« A quoi tu joues ? », ouvrage révolutionnaire sur le genre et l’enfance !

« A quoi tu joues ? », ouvrage révolutionnaire sur le genre et l'enfance !

Ce livre pour les enfants grands et petits pose la question du genre et de l’identité lors de l’arrivée de Nao nouvel élève. Il va faire exploser les représentations codifiées qu’on attribue trop souvent à un sexe plutôt qu’un autre. Une BD courageuse et réjouissante par deux auteur(e)s qui savent parler d’un sujet d’actualité sans langue de bois. Un bel ouvrage à mettre entre toutes les mains et recommandé aux parents et enseignants.

Avant de commencer. Vous vous demandez sans doute qui est cette marionnette au chapeau noir et pointu qui pose à mes côtés ? Bonne question, merci de me la poser une fois pour toute. J’explore votre curiosité, car mon aminche Sosso la sorcière m’accompagne sur la photo du visuel de mon article. Il faudra vous y habituer. Elle sera désormais toujours à mes côtés pour tous les articles d’ouvrages que j’aurai reçus en service de presse et qui seront consacrés aux prochaines Estivales de la BD de Monta les 20 et 21 juillet 2019.
De plus, même pas peur de ses crottes de nez farcies qu’elle veut me refiler, concoctées par ses soins, selon le très ancien grimoire de ses ancêtres. Elle sera ma compagne de jeux lors de scénettes où l’on évoquera certaines BD des artistes invité(e)s. Qu’on se le dise au fond des chemises en été à Monta sous le soleil exactement, les Estivales 2019 vont vous refiler la pêche.

Pour entrer dans le vif du sujet qui nous intéresse : « Souvenirs souvenirs », comme dans la chanson débile de Jauni au Lido raclant ses vieux os à Saint Barthe. Vous avez sans doute comme moi des souvenirs plus ou moins agréables des cours de récréation. Je dis surtout ça pour vous, car moi je n’en ai aucun. Et pour cause, je ne vous le répéterai jamais assez, nous les grands singes, on n’a pas inventé l’école ni encore moins le pétrole pour se chauffer les poils.
L’ouvrage par sa qualité intellectuelle et artistique est très actuel.
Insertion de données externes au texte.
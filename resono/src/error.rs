//! Error types for resono

use thiserror::Error;

#[derive(Error, Debug, Clone, PartialEq)]
pub enum Error {
    /// Malformed mesh data: bad indices, degenerate triangles, invalid materials.
    #[error("Geometry error: {0}")]
    Geometry(String),

    /// Bad source/capture index, malformed order range, unrecognized pattern or
    /// out-of-range configuration value.
    #[error("Invalid argument: {0}")]
    InvalidArgument(String),

    /// Working buffers or worker threads could not be allocated.
    #[error("Resource error: {0}")]
    Resource(String),

    /// The engine was asked to do something before it was configured for it.
    #[error("Not ready: {0}")]
    NotReady(String),
}

impl From<strum::ParseError> for Error {
    fn from(why: strum::ParseError) -> Self {
        Error::InvalidArgument(format!("Unrecognized pattern: {}", why))
    }
}

impl From<std::collections::TryReserveError> for Error {
    fn from(why: std::collections::TryReserveError) -> Self {
        Error::Resource(format!("Allocation failed: {}", why))
    }
}

pub type Result<T> = std::result::Result<T, Error>;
Il s’intitule : « A quoi tu joues ». Il vous ramène à l’enfance où les mouflets n’ont pas leur langue dans leur poche. On leur a bourré le mou de préjugés distillés par leurs darons, leur entourage et même parfois par certains profs cloués au pilori par les programmes chronophages. A les écouter attentivement, on pourrait leur ériger un monument.
C’est à cette fameuse parole dans le trouble des genres, que les deux auteur(e)s, Anormally et Crouch se sont attelé(e)s. Moi qui suis curieuse de nature, j’ai mené ma petite enquête au jeu des devinettes.
Qui sont-elles ? « Nous sommes deux auteurices auto-didactes. Nous nous sommes lancé.e.s, car nous avions envie de partager nos dessins et surtout nos réflexions sur les questions de genre, de discriminations ou autres sujets qui nous tiennent à cœur en tant que militant.e.s ».
Elles ont contacté moult maisons d’éditions pour cet opus, y compris celles associatives. Niet, nada ! Bien obligées alors d’être auto-éditrices si elles voulaient que leur livre paraisse et soit lu.
« Aussitôt dit aussitôt fait. On découvre le travail de maquettage sur le tas. On contacte un imprimeur dans notre région (tant qu’à être auto éditeurices autant ne pas aller faire imprimer notre livre à l’autre bout de l’Europe ou du monde) et nous voilà avec plusieurs centaines d’exemplaires de notre bouquin ».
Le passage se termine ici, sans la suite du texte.